The law of diminishing return menyatakan bahwa jika satu faktor produksi telah diproduksi oleh alam (seperti di pertanian, perikanan, dan pertambangan)—pada titik tertentu penambahan lebih banyak modal dan atau lebih banyak tenaga kerja akan menghasilkan return yang lebih kecil untuk setiap unit modal atau tenaga kerja yang ditambahkan.
Untuk menjadi negara berpendapatan tinggi di masa depan seperti halnya Jepang dan Korea Selatan, Indonesia harus melakukan kebijakan hilirisasi atau transformasi kegiatan produksi dan ekspornya dari ekonomi berbasis komoditas sumber daya alam menjadi ekonomi berbasis komoditas hasil industri pengolahan (manufaktur).
Bersandar pada keunggulan pada industri pengolahan (manufaktur) menjadikan suatu negara memiliki keunggulan komparatif jangka panjang. Belajar dari pengalaman historis negara-negara maju di Eropa, Amerika, maupun Asia Timur, kunci sukses negara-negara tersebut terletak pada kebijakan nasionalnya mendorong sektor pengolahan (manufaktur).
Hilirisasi Industri Era Modern, Dimulai Dari Inggris
Baik sekali bagi negara-negara berkembang—termasuk Indonesia—untuk belajar dari sejarah hilirisasi dari Inggris. Pada awal perekonomiannya, Inggris bersandar pada industri berbasis komoditas.
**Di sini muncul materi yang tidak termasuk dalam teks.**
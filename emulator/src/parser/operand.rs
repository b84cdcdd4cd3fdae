//! Parse instruction operands and directive arguments.
//!
//! Each operand is handed to [`parse_operand`] as one complete token (the
//! line parser splits at top-level commas first), so every alternative is
//! anchored at both ends and classification is unambiguous.

use nom::{
    branch::alt,
    bytes::complete::tag_no_case,
    character::complete::{char, satisfy, space0},
    combinator::{all_consuming, map, value},
    sequence::{delimited, preceded, terminated},
    IResult,
};
use parse_display::Display;

use crate::isa::AddressingModeSet;

use super::literal::{parse_hexadecimal, parse_signed_number, parse_string_literal};
use super::parse_identifier;

/// A numeric value as written in the source: either a literal or a symbol
/// (label or `equ` constant) to be resolved at compile time
#[derive(Debug, Clone, PartialEq, Eq, Display)]
pub enum Value {
    #[display("{0}")]
    Literal(i64),

    #[display("{0}")]
    Symbol(String),
}

impl Value {
    /// The symbol this value references, if it is not a literal
    #[must_use]
    pub fn symbol(&self) -> Option<&str> {
        match self {
            Value::Literal(_) => None,
            Value::Symbol(name) => Some(name),
        }
    }
}

/// One `dc` directive argument
#[derive(Debug, Clone, PartialEq, Eq)]
pub enum DataValue {
    Number(Value),
    String(String),
}

/// A parsed instruction operand, before symbol resolution
#[derive(Debug, Clone, PartialEq, Eq, Display)]
pub enum Operand {
    #[display("d{0}")]
    DataRegister(u8),

    #[display("a{0}")]
    AddressRegister(u8),

    #[display("#{0}")]
    Immediate(Value),

    #[display("(a{0})")]
    Indirect(u8),

    #[display("{displacement}(a{register})")]
    IndirectDisplacement { displacement: Value, register: u8 },

    #[display("(a{0})+")]
    PostIncrement(u8),

    #[display("-(a{0})")]
    PreDecrement(u8),

    #[display("${0}")]
    Absolute(Value),

    #[display("{0}")]
    Label(String),
}

impl Operand {
    /// The addressing-mode kind of this operand, as a one-bit set
    ///
    /// Labels count as absolute addresses: they resolve to one at compile
    /// time.
    #[must_use]
    pub fn mode(&self) -> AddressingModeSet {
        use AddressingModeSet as Am;

        match self {
            Operand::DataRegister(_) => Am::DATA_REGISTER,
            Operand::AddressRegister(_) => Am::ADDRESS_REGISTER,
            Operand::Immediate(_) => Am::IMMEDIATE,
            Operand::Indirect(_) => Am::INDIRECT,
            Operand::IndirectDisplacement { .. } => Am::INDIRECT_DISPLACEMENT,
            Operand::PostIncrement(_) => Am::POST_INCREMENT,
            Operand::PreDecrement(_) => Am::PRE_DECREMENT,
            Operand::Absolute(_) | Operand::Label(_) => Am::ABSOLUTE,
        }
    }

    /// Human name of the addressing mode, for diagnostics
    #[must_use]
    pub fn mode_name(&self) -> &'static str {
        match self {
            Operand::DataRegister(_) => "data register",
            Operand::AddressRegister(_) => "address register",
            Operand::Immediate(_) => "immediate",
            Operand::Indirect(_) => "address indirect",
            Operand::IndirectDisplacement { .. } => "indirect with displacement",
            Operand::PostIncrement(_) => "post-increment",
            Operand::PreDecrement(_) => "pre-decrement",
            Operand::Absolute(_) => "absolute address",
            Operand::Label(_) => "label",
        }
    }

    /// The register index this operand uses, if any
    #[must_use]
    pub fn register_index(&self) -> Option<u8> {
        match self {
            Operand::DataRegister(n)
            | Operand::AddressRegister(n)
            | Operand::Indirect(n)
            | Operand::IndirectDisplacement { register: n, .. }
            | Operand::PostIncrement(n)
            | Operand::PreDecrement(n) => Some(*n),
            Operand::Immediate(_) | Operand::Absolute(_) | Operand::Label(_) => None,
        }
    }

    /// The symbol this operand references, if any
    #[must_use]
    pub fn symbol(&self) -> Option<&str> {
        match self {
            Operand::Immediate(value)
            | Operand::IndirectDisplacement {
                displacement: value,
                ..
            }
            | Operand::Absolute(value) => value.symbol(),
            Operand::Label(name) => Some(name),
            _ => None,
        }
    }
}

fn parse_digit(input: &str) -> IResult<&str, u8> {
    map(satisfy(|c| c.is_ascii_digit()), |c| c as u8 - b'0')(input)
}

/// Parse an address register token: `a0`…`a9` or `sp` (alias for `a7`)
///
/// Out-of-range indices parse fine; the analyzer rejects them with a
/// proper message.
fn parse_address_register(input: &str) -> IResult<&str, u8> {
    alt((
        preceded(tag_no_case("a"), parse_digit),
        value(7, tag_no_case("sp")),
    ))(input)
}

fn parse_register(input: &str) -> IResult<&str, Operand> {
    alt((
        map(preceded(tag_no_case("d"), parse_digit), Operand::DataRegister),
        map(parse_address_register, Operand::AddressRegister),
    ))(input)
}

/// Parse a numeric value: a signed literal or a symbol reference
pub(crate) fn parse_value(input: &str) -> IResult<&str, Value> {
    alt((
        map(parse_signed_number, Value::Literal),
        map(parse_identifier, |name| Value::Symbol(name.to_string())),
    ))(input)
}

/// Parse one `dc` argument: a string literal or a numeric value
pub(crate) fn parse_data_value(input: &str) -> IResult<&str, DataValue> {
    alt((
        map(parse_string_literal, DataValue::String),
        map(parse_value, DataValue::Number),
    ))(input)
}

fn parse_indirect(input: &str) -> IResult<&str, Operand> {
    map(
        delimited(char('('), parse_address_register, char(')')),
        Operand::Indirect,
    )(input)
}

fn parse_post_increment(input: &str) -> IResult<&str, Operand> {
    map(
        terminated(
            delimited(char('('), parse_address_register, char(')')),
            char('+'),
        ),
        Operand::PostIncrement,
    )(input)
}

fn parse_pre_decrement(input: &str) -> IResult<&str, Operand> {
    map(
        preceded(
            char('-'),
            delimited(char('('), parse_address_register, char(')')),
        ),
        Operand::PreDecrement,
    )(input)
}

fn parse_indirect_displacement(input: &str) -> IResult<&str, Operand> {
    let (input, displacement) = parse_value(input)?;
    let (input, register) = delimited(char('('), parse_address_register, char(')'))(input)?;
    Ok((
        input,
        Operand::IndirectDisplacement {
            displacement,
            register,
        },
    ))
}

fn parse_immediate(input: &str) -> IResult<&str, Operand> {
    map(preceded(char('#'), parse_value), Operand::Immediate)(input)
}

fn parse_absolute(input: &str) -> IResult<&str, Operand> {
    // A bare `$hex` token; `$hex(an)` is covered by the displacement form
    map(parse_hexadecimal, |n| Operand::Absolute(Value::Literal(n)))(input)
}

fn parse_label_operand(input: &str) -> IResult<&str, Operand> {
    map(parse_identifier, |name| Operand::Label(name.to_string()))(input)
}

/// Classify and parse one complete operand token
///
/// Ordering matters the same way it does in the original classifier:
/// register forms win over labels, displacement forms win over bare
/// addresses, and anything unclaimed falls through to a label reference.
pub(crate) fn parse_operand(input: &str) -> IResult<&str, Operand> {
    preceded(
        space0,
        alt((
            all_consuming(parse_post_increment),
            all_consuming(parse_pre_decrement),
            all_consuming(parse_indirect),
            all_consuming(parse_indirect_displacement),
            all_consuming(parse_immediate),
            all_consuming(parse_absolute),
            all_consuming(parse_register),
            all_consuming(parse_label_operand),
        )),
    )(input.trim_end())
}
Namun, kemudian intervensi kebijakan hilirisasi dari raja Inggris menyebabkannya kini bertumpu pada sektor pengolahan (manufaktur). Kesuksesan Inggris ini telah ditiru oleh negara-negara Eropa seperti Jerman dan Prancis, kemudian Amerika Serikat dan negara-negara Asia Timur yaitu Jepang dan Korea Selatan.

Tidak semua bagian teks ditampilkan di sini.